If you'd prefer to earn Solana staking rewards without looking up every validator's Solana staking rates and fees, you can participate in SOL staking with liquid staking tokens instead. Liquid staking tokens are one of the leading sectors in Solana DeFi, and they're a budding part of DeFi for a reason.
How to Stake SOL with Liquid Staking Tokens
When you stake SOL with a Solana validator, you can't use that SOL to participate in DeFi. While your SOL is staked, it's staked, that's it. If you want to get your SOL back to do something with it, you'll have to wait for a cooling period that lasts one epoch, or around two days, until you can retrieve your staked SOL.
On the other hand, with liquid staking tokens, you don't have to figure out which Solana validators offer the best Solana staking rates or look for where to stake Solana assets to best help decentralize the network.
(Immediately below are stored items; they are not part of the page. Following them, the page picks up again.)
//! Error types for the core domain.

use thiserror::Error;

/// Core domain error type.
#[derive(Debug, Error)]
pub enum Error {
    #[error("invalid app version: {0}")]
    InvalidAppVersion(String),

    #[error("unrecognized deployment status: {0}")]
    InvalidStatus(String),
}

/// Result type alias for core operations.
pub type Result<T> = std::result::Result<T, Error>;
Liquid staking projects take care of that for you.
That's not even the best part. When users stake Solana with a liquid staking project, they receive a liquid staking token in return. This token follows the price of SOL and also reflects the Solana staking rewards earned from the validators the project has chosen to stake your SOL with.
All you have to do is connect your Solana wallet, deposit SOL, and then liquid staking tokens appear in your wallet, earning SOL rewards every epoch. You can then use this yield-bearing asset to participate in Solana DeFi by providing liquidity for traders or depositing the token as collateral for a DeFi loan.
What's the Best Way to Stake SOL?
First of all, make sure you're using a Solana Ledger or another hardware wallet to help safeguard your assets against common exploits. Participating in DeFi with just one hot Solana wallet (a crypto wallet that's exposed to the internet), is not the best idea.
Then, the best way to stake SOL is to make sure your validator is outside of the network's superminority. This is the group of people that could theoretically work together to overtake the network if they decided to do such a terrible thing by combining 33% of all staked SOL.
Right now, it would take 31 Solana validators to combine their SOL staking power to censor or halt the network. This number is also known as a network's Nakamoto Coefficient, and raising this metric is incredibly important for the decentralization and censorship resistance of Solana.
How Can You Improve Your SOL Staking?
There are several ways users can optimize their Solana staking rates by participating in Solana DeFi while staking. The next Kamino DeFi Basics article will explain several ways you can pursue optimized staking yields while also earning yield on top of yield through DeFi.
Projects like Marinade Finance and Lido Finance have paved the way for a litany of new liquid staking projects representing validators who optimize their yields with several strategies. Through the power of DeFi composability on Solana, you can combine the strategies backing liquid staking tokens with DeFi strategies of your own.
Remember, DeFi is an extremely nascent sector, and there are multiple risks when participating in this emerging peer-to-peer financial system. Never participate with more than you can lose, and always DYOR.